Pattern of adhesion molecule expression in labial salivary glands from patients with primary Sjögren's syndrome

Abstract

The aim of this work was to examine the pattern of distribution of adhesion molecules in minor salivary glands from patients with primary Sjögren's syndrome (SS). Labial salivary gland (LSG) biopsies from 31 patients with primary SS and 21 normal subjects were examined. Cryostat sections were examined with monoclonal antibodies to different adhesion molecules using an indirect immunoperoxidase technique.
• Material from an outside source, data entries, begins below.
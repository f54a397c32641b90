//! Intent classification results and the routing rule.
//!
//! The model classifies a free-form request; routing then forwards it to a
//! named module only on a `High` confidence match. There is no weighting,
//! no secondary heuristic and no state carried between classifications.

use serde::{Deserialize, Deserializer, Serialize};

use crate::normalize::normalize_as;
use crate::outcome::Outcome;

/// Modules a request can be routed to, with the description shown to the model.
pub const KNOWN_MODULES: &[(&str, &str)] = &[
    ("concepts", "ideas for how AI can improve workplace learning"),
    ("micro-lesson", "a short lesson on a specific topic"),
    ("simulation", "practice a customer conversation scenario"),
    ("recommendation", "a learning recommendation for a skill gap"),
    ("career-coach", "career guidance and growth coaching"),
    ("skills-forecast", "predict which skills to develop next"),
    ("video-quiz", "a quiz about a video the user watched"),
    ("team-dynamics", "team analytics and collaboration insights"),
    ("certifications", "certification recommendations and study plans"),
    ("web-search", "answer a general question from the web"),
    ("lessons", "browse or manage saved lessons"),
    ("voice-cloning", "record and use a personal synthetic voice"),
];

/// Module list formatted for the classification prompt.
pub fn modules_prompt_list() -> String {
    KNOWN_MODULES
        .iter()
        .map(|(name, description)| format!("- {name}: {description}"))
        .collect::<Vec<_>>()
        .join("\n")
}

/// The model's self-assessed confidence in its classification.
#[derive(Debug, Clone, Copy, Default, PartialEq, Eq, Serialize)]
pub enum Confidence {
    High,
    Medium,
    #[default]
    Low,
}

impl Confidence {
    /// Parse the model's confidence string. Anything other than the exact
    /// values `High` and `Medium` counts as `Low`.
    pub fn from_model(value: &str) -> Self {
        match value {
            "High" => Confidence::High,
            "Medium" => Confidence::Medium,
            _ => Confidence::Low,
        }
    }

    pub fn as_str(self) -> &'static str {
        match self {
            Confidence::High => "High",
            Confidence::Medium => "Medium",
            Confidence::Low => "Low",
        }
    }
}

impl<'de> Deserialize<'de> for Confidence {
    fn deserialize<D: Deserializer<'de>>(deserializer: D) -> Result<Self, D::Error> {
        let value = Option::<String>::deserialize(deserializer)?;
        Ok(value.as_deref().map(Confidence::from_model).unwrap_or_default())
    }
}

/// Parsed output of the intent classification prompt.
#[derive(Debug, Clone, Default, PartialEq, Eq, Serialize, Deserialize)]
pub struct ClassificationResult {
    #[serde(default)]
    pub intent: Option<String>,
    #[serde(default)]
    pub module_match: Option<String>,
    #[serde(default)]
    pub new_feature: Option<String>,
    #[serde(default)]
    pub confidence: Confidence,
    #[serde(default)]
    pub follow_up_question: Option<String>,
}

impl ClassificationResult {
    /// All-null, `Low` confidence. Returned when the model output is unusable.
    pub fn fallback() -> Self {
        Self::default()
    }
}

/// Normalize raw model text into a [`ClassificationResult`].
pub fn parse_classification(raw: &str) -> Outcome<ClassificationResult> {
    normalize_as(raw, ClassificationResult::fallback())
}

/// Where a classified request should go.
#[derive(Debug, Clone, PartialEq, Eq, Serialize)]
pub struct RouteDecision {
    pub module: Option<String>,
    pub reason: String,
}

/// Apply the routing rule to a classification.
///
/// The module is set only when confidence is exactly `High` and the model
/// named a module. A blank or literal `"null"` module name counts as none.
pub fn route(classification: &ClassificationResult) -> RouteDecision {
    let module_match = classification
        .module_match
        .as_deref()
        .map(str::trim)
        .filter(|m| !m.is_empty() && !m.eq_ignore_ascii_case("null"));

    match (classification.confidence, module_match) {
        (Confidence::High, Some(module)) => RouteDecision {
            module: Some(module.to_string()),
            reason: format!("High confidence match for module '{module}'"),
        },
        (Confidence::High, None) => RouteDecision {
            module: None,
            reason: "No existing module matches this request".to_string(),
        },
        (confidence, _) => RouteDecision {
            module: None,
            reason: format!(
                "Confidence is {}; routing requires High confidence",
                confidence.as_str()
            ),
        },
    }
}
There was an increased expression of ICAM-1, class IMHC, HLA-DR & DQ (p<0.05) on endothelial cells, lymphocytes, fibroblasts and salivary epithelial cells (HLA-DR far exceeds ICAM-1 (limited) epithelial expression). ELAM-1 and to a lesser extent VCAM-1 were demonstrated over some of the endothelial cells in patients, but not in controls (p<0.01). Many of the endothelial cells expressing ICAM-1, DR, DQ, ELAM-1 were high endothelial venules. CD44 was strongly expressed over epithelial cells, endothelial and infiltrating mononuclear cells, while LFA-3 was present mainly on epithelial cells, and faintly on infiltrating inflammatory cells. There was no difference between patients and controls with regard to CD44 or LFA-3 expression. The ligands for the above mentioned adhesion molecules, namely LFA-1α, LFA-1ß, LECAM-1, VLA-4ß(CD49d), CD44 and CD2 were demonstrated (variably) on the surface of infiltrating lymphocytes. CD11b and CD11c were detected over monocytes/macrophages. A proportion of lymphocytes expressed VCAM-1 and CD11c and may function as antigen presenting cells. In some biopsies these molecules were localized at the center of lymphoid follicles with the appearance of dendritic cells. Although the majority of lymphocytes were activated and strongly expressing DR and ICAM-1, they were IL-2Rα (CD25) negative. We conclude that adhesion molecules are prominent in LSG of patients with primary SS. They may play a major role by mediating the lymphocytic infiltration to the glands, retaining the lymphocytes in the glands and regulating the different immune responses in the local microenvironment of this chronic inflammatory disease.